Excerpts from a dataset
┏━━
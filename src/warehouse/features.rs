//! Feature extraction queries for downstream consumers.
//!
//! Forecasting jobs read the warehouse through one aggregation: daily sales
//! rolled up over the fact table joined to the time dimension. The query and
//! its column aliases are a published contract; changing them breaks
//! consumers that select by name.

use chrono::NaiveDate;
use rusqlite::Connection;
use serde::Serialize;

use crate::error::LoadResult;
use crate::table::DATE_FORMAT;

/// One day of aggregated sales activity.
#[derive(Debug, Clone, Serialize)]
pub struct DailySales {
    pub order_date: NaiveDate,
    pub order_year: i64,
    pub order_month: i64,
    pub total_sales: f64,
    pub total_profit: f64,
    pub total_quantity: i64,
    pub avg_discount: f64,
    pub avg_shipping_cost: f64,
}

const SALES_BY_DATE_SQL: &str = "
SELECT
    t.OrderDate,
    t.OrderYear,
    t.OrderMonth,
    SUM(f.Sales) AS TotalSales,
    SUM(f.Profit) AS TotalProfit,
    SUM(f.Quantity) AS TotalQuantity,
    AVG(f.Discount) AS AvgDiscount,
    AVG(f.ShippingCost) AS AvgShippingCost
FROM Sales_Fact f
JOIN Time_Dim t ON f.OrderDate = t.OrderDate
GROUP BY t.OrderDate, t.OrderYear, t.OrderMonth
ORDER BY t.OrderDate
";

/// Aggregate the fact table per order date, joined to the time dimension.
///
/// Rows come back in ascending date order, one per distinct order date.
pub fn sales_by_date(conn: &Connection) -> LoadResult<Vec<DailySales>> {
    let mut stmt = conn.prepare(SALES_BY_DATE_SQL)?;
    let rows = stmt.query_map([], |row| {
        let date_text: String = row.get(0)?;
        let order_date = NaiveDate::parse_from_str(&date_text, DATE_FORMAT).map_err(|e| {
            rusqlite::Error::FromSqlConversionFailure(
                0,
                rusqlite::types::Type::Text,
                Box::new(e),
            )
        })?;
        Ok(DailySales {
            order_date,
            order_year: row.get(1)?,
            order_month: row.get(2)?,
            total_sales: row.get(3)?,
            total_profit: row.get(4)?,
            total_quantity: row.get(5)?,
            avg_discount: row.get(6)?,
            avg_shipping_cost: row.get(7)?,
        })
    })?;

    let mut out = Vec::new();
    for row in rows {
        out.push(row?);
    }
    Ok(out)
}
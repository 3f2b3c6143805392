//! Standalone integrity validation of the persisted star schema.
//!
//! This is a second, independent gate: it re-reads the transformed CSV
//! files from disk rather than trusting the transformer's in-memory output,
//! so corruption introduced by the persistence hand-off is caught too.
//!
//! Checks, each fatal on failure:
//! - declared column types conform (key columns textual, the time key a
//!   genuine date, measures numeric)
//! - no nulls anywhere in any dimension or in the fact table
//! - no duplicate natural keys in any dimension
//! - every fact foreign key resolves in its dimension
//! - all five fact measures are non-negative
//!
//! There is no recovery path. The first failed check stops the pipeline.

use log::info;
use serde::Serialize;
use std::collections::HashSet;
use std::path::Path;

use crate::error::{ValidationError, ValidationResult};
use crate::table::{Cell, ColumnType, Table};
use crate::transform::{
    CUSTOMER_DIM_FILE, PRODUCT_DIM_FILE, SALES_FACT_FILE, SHIPPING_DIM_FILE, TIME_DIM_FILE,
};

/// Declared schema of each persisted conformed table.
pub const CUSTOMER_DIM_SCHEMA: [(&str, ColumnType); 7] = [
    ("Customer ID", ColumnType::Text),
    ("Customer Name", ColumnType::Text),
    ("Segment", ColumnType::Text),
    ("City", ColumnType::Text),
    ("State", ColumnType::Text),
    ("Country", ColumnType::Text),
    ("Region", ColumnType::Text),
];

pub const PRODUCT_DIM_SCHEMA: [(&str, ColumnType); 4] = [
    ("Product ID", ColumnType::Text),
    ("Product Name", ColumnType::Text),
    ("Category", ColumnType::Text),
    ("Sub-Category", ColumnType::Text),
];

pub const TIME_DIM_SCHEMA: [(&str, ColumnType); 3] = [
    ("Order Date", ColumnType::Date),
    ("order year", ColumnType::Int),
    ("order month", ColumnType::Int),
];

pub const SHIPPING_DIM_SCHEMA: [(&str, ColumnType); 5] = [
    ("Order ID", ColumnType::Text),
    ("Ship Date", ColumnType::Date),
    ("Ship Mode", ColumnType::Text),
    ("Delivery Days", ColumnType::Int),
    ("Shipping Cost", ColumnType::Float),
];

pub const SALES_FACT_SCHEMA: [(&str, ColumnType); 9] = [
    ("Order ID", ColumnType::Text),
    ("Product ID", ColumnType::Text),
    ("Customer ID", ColumnType::Text),
    ("Order Date", ColumnType::Date),
    ("Sales", ColumnType::Float),
    ("Profit", ColumnType::Float),
    ("Quantity", ColumnType::Int),
    ("Discount", ColumnType::Float),
    ("Shipping Cost", ColumnType::Float),
];

/// The five fact measures that must be non-negative.
const FACT_MEASURES: [&str; 5] = ["Sales", "Profit", "Quantity", "Discount", "Shipping Cost"];

/// Row counts of the validated tables, for the run report.
#[derive(Debug, Clone, Serialize)]
pub struct ValidationReport {
    pub customer_rows: usize,
    pub product_rows: usize,
    pub time_rows: usize,
    pub shipping_rows: usize,
    pub fact_rows: usize,
}

// =============================================================================
// Entry Point
// =============================================================================

/// Validate the persisted transformed output in `dir`.
pub fn validate_dir(dir: &Path) -> ValidationResult<ValidationReport> {
    let customer_dim = read_checked(dir.join(CUSTOMER_DIM_FILE), "CustomerDim", &CUSTOMER_DIM_SCHEMA)?;
    let product_dim = read_checked(dir.join(PRODUCT_DIM_FILE), "ProductDim", &PRODUCT_DIM_SCHEMA)?;
    let time_dim = read_checked(dir.join(TIME_DIM_FILE), "TimeDim", &TIME_DIM_SCHEMA)?;
    let shipping_dim = read_checked(dir.join(SHIPPING_DIM_FILE), "ShippingDim", &SHIPPING_DIM_SCHEMA)?;
    let sales_fact = read_checked(dir.join(SALES_FACT_FILE), "SalesFact", &SALES_FACT_SCHEMA)?;

    validate_tables(&customer_dim, &product_dim, &time_dim, &shipping_dim, &sales_fact)?;

    Ok(ValidationReport {
        customer_rows: customer_dim.len(),
        product_rows: product_dim.len(),
        time_rows: time_dim.len(),
        shipping_rows: shipping_dim.len(),
        fact_rows: sales_fact.len(),
    })
}

/// Run every structural check against already-typed tables.
///
/// Split out from [`validate_dir`] so the same assertions can run against
/// in-memory tables in tests.
pub fn validate_tables(
    customer_dim: &Table,
    product_dim: &Table,
    time_dim: &Table,
    shipping_dim: &Table,
    sales_fact: &Table,
) -> ValidationResult<()> {
    // 1. No nulls in any dimension.
    for dim in [customer_dim, product_dim, time_dim, shipping_dim] {
        check_no_nulls(dim)?;
    }

    // 2. Unique natural keys.
    check_unique_key(customer_dim, "Customer ID")?;
    check_unique_key(product_dim, "Product ID")?;
    check_unique_key(time_dim, "Order Date")?;
    check_unique_key(shipping_dim, "Order ID")?;

    // 3. No nulls in the fact table.
    check_no_nulls(sales_fact)?;

    // 4. Foreign keys resolve.
    check_foreign_key(sales_fact, "Customer ID", customer_dim)?;
    check_foreign_key(sales_fact, "Product ID", product_dim)?;
    check_foreign_key(sales_fact, "Order Date", time_dim)?;
    check_foreign_key(sales_fact, "Order ID", shipping_dim)?;

    // 5. Non-negative measures.
    for measure in FACT_MEASURES {
        check_non_negative(sales_fact, measure)?;
    }

    info!("integrity validation passed, no issues found");
    Ok(())
}

// =============================================================================
// Checks
// =============================================================================

/// Read a persisted table and enforce its declared types: every non-empty
/// field must parse as its column's type.
fn read_checked(
    path: std::path::PathBuf,
    name: &str,
    schema: &[(&str, ColumnType)],
) -> ValidationResult<Table> {
    let raw = Table::read_csv(name, &path).map_err(ValidationError::Table)?;

    let mut typed = Table::new(name, schema.iter().map(|(c, _)| c.to_string()).collect());
    let indices: Vec<usize> = schema
        .iter()
        .map(|(c, _)| raw.require_column(c).map_err(ValidationError::Table))
        .collect::<ValidationResult<_>>()?;

    for row in &raw.rows {
        let mut out = Vec::with_capacity(schema.len());
        for (&idx, (col, ty)) in indices.iter().zip(schema) {
            let field = row[idx].canonical();
            let cell = Cell::parse(&field, *ty).ok_or_else(|| ValidationError::TypeMismatch {
                table: name.to_string(),
                column: col.to_string(),
                expected: ty.name(),
                value: field.clone(),
            })?;
            out.push(cell);
        }
        typed.push_row(out);
    }
    Ok(typed)
}

fn check_no_nulls(table: &Table) -> ValidationResult<()> {
    for (idx, column) in table.columns.iter().enumerate() {
        let count = table.null_count(idx);
        if count > 0 {
            return Err(ValidationError::NullValues {
                table: table.name.clone(),
                column: column.clone(),
                count,
            });
        }
    }
    Ok(())
}

fn check_unique_key(table: &Table, key: &str) -> ValidationResult<()> {
    let idx = table.require_column(key).map_err(ValidationError::Table)?;
    let mut seen = HashSet::new();
    let duplicates = table
        .column_cells(idx)
        .filter(|c| !seen.insert(c.canonical()))
        .count();
    if duplicates > 0 {
        return Err(ValidationError::DuplicateKeys {
            table: table.name.clone(),
            column: key.to_string(),
            count: duplicates,
        });
    }
    Ok(())
}

fn check_foreign_key(fact: &Table, column: &str, dim: &Table) -> ValidationResult<()> {
    let fact_idx = fact.require_column(column).map_err(ValidationError::Table)?;
    let dim_idx = dim.require_column(column).map_err(ValidationError::Table)?;

    let keys: HashSet<String> = dim.column_cells(dim_idx).map(Cell::canonical).collect();
    let orphans = fact
        .column_cells(fact_idx)
        .filter(|c| !keys.contains(&c.canonical()))
        .count();
    if orphans > 0 {
        return Err(ValidationError::OrphanForeignKey {
            column: column.to_string(),
            dimension: dim.name.clone(),
            count: orphans,
        });
    }
    Ok(())
}

fn check_non_negative(fact: &Table, column: &str) -> ValidationResult<()> {
    let idx = fact.require_column(column).map_err(ValidationError::Table)?;
    let negatives = fact
        .column_cells(idx)
        .filter(|c| c.as_f64().map(|v| v < 0.0).unwrap_or(false))
        .count();
    if negatives > 0 {
        return Err(ValidationError::NegativeMeasure {
            column: column.to_string(),
            count: negatives,
        });
    }
    Ok(())
}

#[cfg(test)]
mod tests {
    use super::*;
    use crate::table::Cell;
    use chrono::NaiveDate;

    fn text(s: &str) -> Cell {
        Cell::Text(s.into())
    }

    fn date(y: i32, m: u32, d: u32) -> Cell {
        Cell::Date(NaiveDate::from_ymd_opt(y, m, d).unwrap())
    }

    fn valid_star() -> (Table, Table, Table, Table, Table) {
        let mut customer = Table::new(
            "CustomerDim",
            CUSTOMER_DIM_SCHEMA.iter().map(|(c, _)| c.to_string()).collect(),
        );
        customer.push_row(vec![
            text("CU-1"), text("Alice Doe"), text("Consumer"),
            text("Lyon"), text("Rhone"), text("FRANCE"), text("SOUTH"),
        ]);

        let mut product = Table::new(
            "ProductDim",
            PRODUCT_DIM_SCHEMA.iter().map(|(c, _)| c.to_string()).collect(),
        );
        product.push_row(vec![text("PR-1"), text("Desk"), text("Furniture"), text("Tables")]);

        let mut time = Table::new(
            "TimeDim",
            TIME_DIM_SCHEMA.iter().map(|(c, _)| c.to_string()).collect(),
        );
        time.push_row(vec![date(2023, 1, 1), Cell::Int(2023), Cell::Int(1)]);

        let mut shipping = Table::new(
            "ShippingDim",
            SHIPPING_DIM_SCHEMA.iter().map(|(c, _)| c.to_string()).collect(),
        );
        shipping.push_row(vec![
            text("OR-1"), date(2023, 1, 3), text("First Class"), Cell::Int(2), Cell::Float(5.0),
        ]);

        let mut fact = Table::new(
            "SalesFact",
            SALES_FACT_SCHEMA.iter().map(|(c, _)| c.to_string()).collect(),
        );
        fact.push_row(vec![
            text("OR-1"), text("PR-1"), text("CU-1"), date(2023, 1, 1),
            Cell::Float(100.0), Cell::Float(10.0), Cell::Int(1),
            Cell::Float(0.0), Cell::Float(5.0),
        ]);

        (customer, product, time, shipping, fact)
    }

    #[test]
    fn test_valid_star_passes() {
        let (c, p, t, s, f) = valid_star();
        assert!(validate_tables(&c, &p, &t, &s, &f).is_ok());
    }

    #[test]
    fn test_null_in_dimension_fails() {
        let (mut c, p, t, s, f) = valid_star();
        c.rows[0][2] = Cell::Null;
        let err = validate_tables(&c, &p, &t, &s, &f).unwrap_err();
        assert!(matches!(err, ValidationError::NullValues { .. }));
    }

    #[test]
    fn test_duplicate_key_fails() {
        let (mut c, p, t, s, f) = valid_star();
        let dup = c.rows[0].clone();
        c.push_row(dup);
        let err = validate_tables(&c, &p, &t, &s, &f).unwrap_err();
        assert!(matches!(err, ValidationError::DuplicateKeys { .. }));
    }

    #[test]
    fn test_orphan_foreign_key_fails() {
        let (c, p, t, s, mut f) = valid_star();
        f.rows[0][2] = text("CU-404");
        let err = validate_tables(&c, &p, &t, &s, &f).unwrap_err();
        match err {
            ValidationError::OrphanForeignKey { column, dimension, count } => {
                assert_eq!(column, "Customer ID");
                assert_eq!(dimension, "CustomerDim");
                assert_eq!(count, 1);
            }
            other => panic!("unexpected error: {other}"),
        }
    }

    #[test]
    fn test_negative_measure_fails() {
        let (c, p, t, s, mut f) = valid_star();
        f.rows[0][5] = Cell::Float(-1.0);
        let err = validate_tables(&c, &p, &t, &s, &f).unwrap_err();
        assert!(matches!(
            err,
            ValidationError::NegativeMeasure { ref column, .. } if column == "Profit"
        ));
    }

    #[test]
    fn test_validate_dir_roundtrip() {
        let dir = tempfile::tempdir().unwrap();
        let (c, p, t, s, f) = valid_star();
        c.write_csv(&dir.path().join(CUSTOMER_DIM_FILE)).unwrap();
        p.write_csv(&dir.path().join(PRODUCT_DIM_FILE)).unwrap();
        t.write_csv(&dir.path().join(TIME_DIM_FILE)).unwrap();
        s.write_csv(&dir.path().join(SHIPPING_DIM_FILE)).unwrap();
        f.write_csv(&dir.path().join(SALES_FACT_FILE)).unwrap();

        let report = validate_dir(dir.path()).unwrap();
        assert_eq!(report.fact_rows, 1);
        assert_eq!(report.time_rows, 1);
    }

    #[test]
    fn test_non_finite_measure_fails_type_check() {
        let dir = tempfile::tempdir().unwrap();
        let (c, p, t, s, f) = valid_star();
        c.write_csv(&dir.path().join(CUSTOMER_DIM_FILE)).unwrap();
        p.write_csv(&dir.path().join(PRODUCT_DIM_FILE)).unwrap();
        t.write_csv(&dir.path().join(TIME_DIM_FILE)).unwrap();
        s.write_csv(&dir.path().join(SHIPPING_DIM_FILE)).unwrap();
        drop(f);
        // a NaN measure would pass both the null and non-negative checks
        // if it were allowed to parse as a float
        std::fs::write(
            dir.path().join(SALES_FACT_FILE),
            "Order ID,Product ID,Customer ID,Order Date,Sales,Profit,Quantity,Discount,Shipping Cost\n\
             OR-1,PR-1,CU-1,2023-01-01,NaN,10,1,0,5\n",
        )
        .unwrap();

        let err = validate_dir(dir.path()).unwrap_err();
        assert!(matches!(
            err,
            ValidationError::TypeMismatch { ref column, .. } if column == "Sales"
        ));
    }

    #[test]
    fn test_validate_dir_catches_persisted_corruption() {
        let dir = tempfile::tempdir().unwrap();
        let (c, p, t, s, f) = valid_star();
        c.write_csv(&dir.path().join(CUSTOMER_DIM_FILE)).unwrap();
        p.write_csv(&dir.path().join(PRODUCT_DIM_FILE)).unwrap();
        s.write_csv(&dir.path().join(SHIPPING_DIM_FILE)).unwrap();
        f.write_csv(&dir.path().join(SALES_FACT_FILE)).unwrap();
        // corrupt the time dimension after the transform "wrote" it
        std::fs::write(
            dir.path().join(TIME_DIM_FILE),
            "Order Date,order year,order month\nnot-a-date,2023,1\n",
        )
        .unwrap();
        drop(t);

        let err = validate_dir(dir.path()).unwrap_err();
        assert!(matches!(err, ValidationError::TypeMismatch { .. }));
    }
}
┗━━
* [Exercise details]: Lines from the top of the data above through the line containing "let mut stmt" must be repeated exactly. All other lines stay out.

* [Solution for this exercise]:
filename src/warehouse/features.rs
//! Feature extraction queries for downstream consumers.
//!
//! Forecasting jobs read the warehouse through one aggregation: daily sales
//! rolled up over the fact table joined to the time dimension. The query and
//! its column aliases are a published contract; changing them breaks
//! consumers that select by name.

use chrono::NaiveDate;
use rusqlite::Connection;
use serde::Serialize;

use crate::error::LoadResult;
use crate::table::DATE_FORMAT;

/// One day of aggregated sales activity.
#[derive(Debug, Clone, Serialize)]
pub struct DailySales {
    pub order_date: NaiveDate,
    pub order_year: i64,
    pub order_month: i64,
    pub total_sales: f64,
    pub total_profit: f64,
    pub total_quantity: i64,
    pub avg_discount: f64,
    pub avg_shipping_cost: f64,
}

const SALES_BY_DATE_SQL: &str = "
SELECT
    t.OrderDate,
    t.OrderYear,
    t.OrderMonth,
    SUM(f.Sales) AS TotalSales,
    SUM(f.Profit) AS TotalProfit,
    SUM(f.Quantity) AS TotalQuantity,
    AVG(f.Discount) AS AvgDiscount,
    AVG(f.ShippingCost) AS AvgShippingCost
FROM Sales_Fact f
JOIN Time_Dim t ON f.OrderDate = t.OrderDate
GROUP BY t.OrderDate, t.OrderYear, t.OrderMonth
ORDER BY t.OrderDate
";

/// Aggregate the fact table per order date, joined to the time dimension.
///
/// Rows come back in ascending date order, one per distinct order date.
pub fn sales_by_date(conn: &Connection) -> LoadResult<Vec<DailySales>> {
    let mut stmt = conn.prepare(SALES_BY_DATE_SQL)?;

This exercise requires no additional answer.